Search the material for the string "segments", then show every line where it turns up.
+--
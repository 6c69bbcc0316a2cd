// crates/karaoke-core/src/errors.rs
use thiserror::Error;

use crate::ports::data_source::RepoError;

/// Error genérico del núcleo de karaoke.
///
/// Las capas superiores (host, CLI, etc.) deberían mapear este error
/// a mensajes de usuario o logs.
#[derive(Debug, Error)]
pub enum CoreError {
  #[error("repository error: {0}")]
  Repository(String),

  #[error("{kind} {id} not found")]
  NotFound { kind: &'static str, id: String },

  #[error(transparent)]
  Session(#[from] SessionError),
}

impl From<RepoError> for CoreError {
  fn from(err: RepoError) -> Self {
    match err {
      RepoError::NotFound { kind, id } => CoreError::NotFound { kind, id },
      RepoError::Storage(msg) => CoreError::Repository(msg),
    }
  }
}

/// Clasificación de los fallos que ve el usuario.
///
/// Ninguno es fatal: tras cualquiera de ellos se puede empezar una sesión
/// nueva desde `Idle`. No hay reintentos automáticos.
#[derive(Debug, Clone, Copy, PartialEq, Eq, Hash)]
pub enum ErrorKind {
  NoSongSelected,
  SessionAlreadyActive,
  DeviceUnavailable,
  PermissionDenied,
  NoDeviceFound,
  FormatUnsupported,
  DeviceError,
  PersistenceFailure,
  /// El catálogo de canciones no se pudo cargar.
  CatalogUnavailable,
}

#[derive(Debug, Clone, PartialEq, Eq, Error)]
pub enum SessionError {
  #[error("no song selected")]
  NoSongSelected,

  #[error("a recording session is already active")]
  SessionAlreadyActive,

  #[error("audio capture is not available on this platform")]
  DeviceUnavailable,

  #[error("microphone access denied")]
  PermissionDenied,

  #[error("no microphone found")]
  NoDeviceFound,

  #[error("no accepted recording format is supported (tried {tried:?})")]
  FormatUnsupported { tried: Vec<String> },

  /// El dispositivo falló antes de empezar a capturar.
  #[error("failed to access microphone: {0}")]
  AcquisitionFailed(String),

  #[error("capture device error: {0}")]
  DeviceError(String),

  #[error("failed to save performance: {0}")]
  PersistenceFailure(String),
}

impl SessionError {
  pub fn kind(&self) -> ErrorKind {
    match self {
      SessionError::NoSongSelected => ErrorKind::NoSongSelected,
      SessionError::SessionAlreadyActive => ErrorKind::SessionAlreadyActive,
      SessionError::DeviceUnavailable => ErrorKind::DeviceUnavailable,
      SessionError::PermissionDenied => ErrorKind::PermissionDenied,
      SessionError::NoDeviceFound => ErrorKind::NoDeviceFound,
      SessionError::FormatUnsupported { .. } => ErrorKind::FormatUnsupported,
      SessionError::AcquisitionFailed(_) | SessionError::DeviceError(_) => ErrorKind::DeviceError,
      SessionError::PersistenceFailure(_) => ErrorKind::PersistenceFailure,
    }
  }
}
pub mod catalog_service;
pub mod lyric_sync;
pub mod performance_service;
pub mod recording;

pub use catalog_service::SongCatalog;
pub use lyric_sync::{CueChange, LyricTracker, active_cue_index};
pub use performance_service::PerformanceService;
pub use recording::{FormatPreference, RecordingController, SessionPhase};
//! Error types for runtime name-table construction and lookup.
//!
//! Derived tables cannot fail at runtime: every problem they could hit is a compile error. These types only
//! surface for enums probed at runtime (see [`crate::registry`]) and for reverse lookups.

use core::fmt::Display;

use thiserror::Error;

/// Why a signature did not yield a member name.
#[derive(Debug, Clone, Copy, PartialEq, Eq, Error)]
pub enum ExtractError {
    #[error("signature has no `:` scope separator")]
    MissingScopeSeparator,
    #[error("signature has no `>` after the member name")]
    MissingGenericClose,
    #[error("signature has an empty member name")]
    EmptyName,
    #[error("signature was cut inside a character")]
    InvalidUtf8,
}

/// Errors from building or querying a name table.
#[derive(Debug, Clone, PartialEq, Eq, Error)]
pub enum NameError {
    /// `from_index` returned `None` for an index below the member count.
    #[error("`{type_name}` has no member at index {index}")]
    MissingMember { type_name: &'static str, index: usize },

    /// `from_index(index).index()` did not round-trip, so members are not contiguous.
    #[error("`{type_name}` member at index {index} reports index {found}")]
    IndexMismatch {
        type_name: &'static str,
        index: usize,
        found: usize,
    },

    /// The probe for a member produced a malformed signature.
    #[error("cannot extract the name of `{type_name}` member {index}: {source}")]
    Extract {
        type_name: &'static str,
        index: usize,
        #[source]
        source: ExtractError,
    },

    /// No member of the enum is spelled `name`.
    #[error("`{type_name}` has no member named `{name}`")]
    UnknownName { type_name: &'static str, name: String },
}

/// Raise an error as a panic where the signature leaves no room for a `Result`.
#[cold]
#[track_caller]
pub fn raise(err: impl Display) -> ! {
    panic!("{err}");
}

#[cfg(test)]
mod tests {
    use super::*;

    #[test]
    fn messages_name_the_type_and_member() {
        let err = NameError::Extract {
            type_name: "demo::Fruit",
            index: 3,
            source: ExtractError::EmptyName,
        };
        assert_eq!(
            err.to_string(),
            "cannot extract the name of `demo::Fruit` member 3: signature has an empty member name"
        );

        let err = NameError::UnknownName {
            type_name: "demo::Fruit",
            name: "durian".to_string(),
        };
        assert_eq!(err.to_string(), "`demo::Fruit` has no member named `durian`");
    }

    #[test]
    #[should_panic(expected = "has no member at index 2")]
    fn raise_panics_with_display_text() {
        raise(NameError::MissingMember {
            type_name: "demo::Fruit",
            index: 2,
        });
    }
}
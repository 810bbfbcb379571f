//! The ordered, immutable name table handed to callers.

use core::fmt;
use core::ops::{Deref, Index};

/// Names of an enum's members, element `i` naming member `i`.
///
/// A `NameTable` is a `Copy` view over `'static` storage that is never mutated. Equality compares
/// contents; [`NameTable::ptr_eq`] compares storage.
///
/// ## Examples
/// ```rust
/// use enum_names::NameTable;
///
/// static NAMES: [&str; 2] = ["low", "high"];
/// const TABLE: NameTable = NameTable::new(&NAMES);
/// assert_eq!(TABLE.len(), 2);
/// assert_eq!(TABLE[1], "high");
/// ```
#[derive(Clone, Copy)]
pub struct NameTable {
    names: &'static [&'static str],
}

impl NameTable {
    pub const fn new(names: &'static [&'static str]) -> Self {
        Self { names }
    }

    /// Move runtime-built names into leaked storage that lives for the rest of the process.
    pub(crate) fn leak(names: Vec<Box<str>>) -> Self {
        let names: Vec<&'static str> = names.into_iter().map(|name| &*Box::leak(name)).collect();
        Self::new(Box::leak(names.into_boxed_slice()))
    }

    pub const fn as_slice(&self) -> &'static [&'static str] {
        self.names
    }

    pub const fn len(&self) -> usize {
        self.names.len()
    }

    pub const fn is_empty(&self) -> bool {
        self.names.is_empty()
    }

    pub fn get(&self, index: usize) -> Option<&'static str> {
        self.names.get(index).copied()
    }

    /// Index of the member spelled `name`.
    pub fn position(&self, name: &str) -> Option<usize> {
        self.names.iter().position(|candidate| *candidate == name)
    }

    pub fn iter(&self) -> core::iter::Copied<core::slice::Iter<'static, &'static str>> {
        self.names.iter().copied()
    }

    /// True when both tables share the same storage.
    pub fn ptr_eq(&self, other: &NameTable) -> bool {
        core::ptr::eq(self.names, other.names)
    }
}

impl Deref for NameTable {
    type Target = [&'static str];

    fn deref(&self) -> &Self::Target {
        self.names
    }
}

impl Index<usize> for NameTable {
    type Output = &'static str;

    fn index(&self, index: usize) -> &Self::Output {
        &self.names[index]
    }
}

impl IntoIterator for NameTable {
    type Item = &'static str;
    type IntoIter = core::iter::Copied<core::slice::Iter<'static, &'static str>>;

    fn into_iter(self) -> Self::IntoIter {
        self.names.iter().copied()
    }
}

impl PartialEq for NameTable {
    fn eq(&self, other: &Self) -> bool {
        self.names == other.names
    }
}

impl Eq for NameTable {}

impl<const N: usize> PartialEq<[&str; N]> for NameTable {
    fn eq(&self, other: &[&str; N]) -> bool {
        self.names == other.as_slice()
    }
}

impl fmt::Debug for NameTable {
    fn fmt(&self, f: &mut fmt::Formatter<'_>) -> fmt::Result {
        f.debug_list().entries(self.names).finish()
    }
}

#[cfg(test)]
mod tests {
    use super::*;

    static TONES: [&str; 3] = ["low", "mid", "high"];

    #[test]
    fn lookups() {
        let table = NameTable::new(&TONES);
        assert_eq!(table.get(2), Some("high"));
        assert_eq!(table.get(3), None);
        assert_eq!(table.position("mid"), Some(1));
        assert_eq!(table.position("loud"), None);
        assert_eq!(table.iter().collect::<Vec<_>>(), ["low", "mid", "high"]);
    }

    #[test]
    fn equality_is_by_content() {
        let leaked = NameTable::leak(vec!["low".into(), "mid".into(), "high".into()]);
        let baked = NameTable::new(&TONES);
        assert_eq!(leaked, baked);
        assert!(!leaked.ptr_eq(&baked));
        assert!(baked.ptr_eq(&NameTable::new(&TONES)));
        assert_eq!(baked, ["low", "mid", "high"]);
    }

    #[test]
    fn empty_table() {
        let table = NameTable::leak(Vec::new());
        assert!(table.is_empty());
        assert_eq!(format!("{table:?}"), "[]");
    }
}
//! Property-based tests for name extraction.

use enum_names::extract_name;
use enum_names::probe::{PROBE_CLOSE, PROBE_OPEN};
use proptest::prelude::*;

fn identifier() -> impl Strategy<Value = String> {
    "[A-Za-z_][A-Za-z0-9_]{0,24}"
}

proptest! {
    /// Property: the identifier after the last `::` is recovered regardless of qualification depth.
    #[test]
    fn extracts_member_from_any_path(
        segments in prop::collection::vec(identifier(), 0..6),
        member in identifier(),
    ) {
        let mut path = segments.join("::");
        if !path.is_empty() {
            path.push_str("::");
        }
        let signature = format!("{PROBE_OPEN}{path}Type::{member}{PROBE_CLOSE}");
        prop_assert_eq!(extract_name(&signature), member.as_str());
    }

    /// Property: trailing text after the closing `>` never leaks into the name.
    #[test]
    fn ignores_trailing_text(member in identifier(), tail in "[ a-z0-9()]{0,16}") {
        let signature = format!("{PROBE_OPEN}demo::Type::{member}>{tail}");
        prop_assert_eq!(extract_name(&signature), member.as_str());
    }
}
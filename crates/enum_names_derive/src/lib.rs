//! Derive macro for the `enum_names` crate.
//!
//! `#[derive(EnumNames)]` accepts a fieldless enum whose members use the implicit values `0, 1, 2, ...` and whose
//! last member is a count sentinel (`EnumSize` unless renamed with `#[enum_names(sentinel = "...")]`). It generates:
//! - `SizedEnum`: member count and index conversions,
//! - `SignatureProbe`: one build-time signature per member,
//! - `EnumNames`: a `static` name table assembled during const evaluation.
//!
//! Declarations that do not qualify are rejected with a `compile_error!` pointing at the offending token.

mod attrs;
mod eligibility;
mod expand;

use proc_macro::TokenStream;
use syn::{DeriveInput, parse_macro_input};

/// Bakes the member names of a sized enum into a static table.
///
/// # Example
/// ```ignore
/// #[derive(Clone, Copy, EnumNames)]
/// enum Fruit { Apple, Banana, EnumSize }
///
/// assert_eq!(enum_names::make_enum_string::<Fruit>().as_slice(), ["Apple", "Banana"]);
/// ```
#[proc_macro_derive(EnumNames, attributes(enum_names))]
pub fn derive_enum_names(input: TokenStream) -> TokenStream {
    let input = parse_macro_input!(input as DeriveInput);
    expand::derive_enum_names(&input)
        .unwrap_or_else(syn::Error::into_compile_error)
        .into()
}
+--
- _SOLUTION TO THIS EXERCISE_
        segments in prop::collection::vec(identifier(), 0..6),
        let mut path = segments.join("::");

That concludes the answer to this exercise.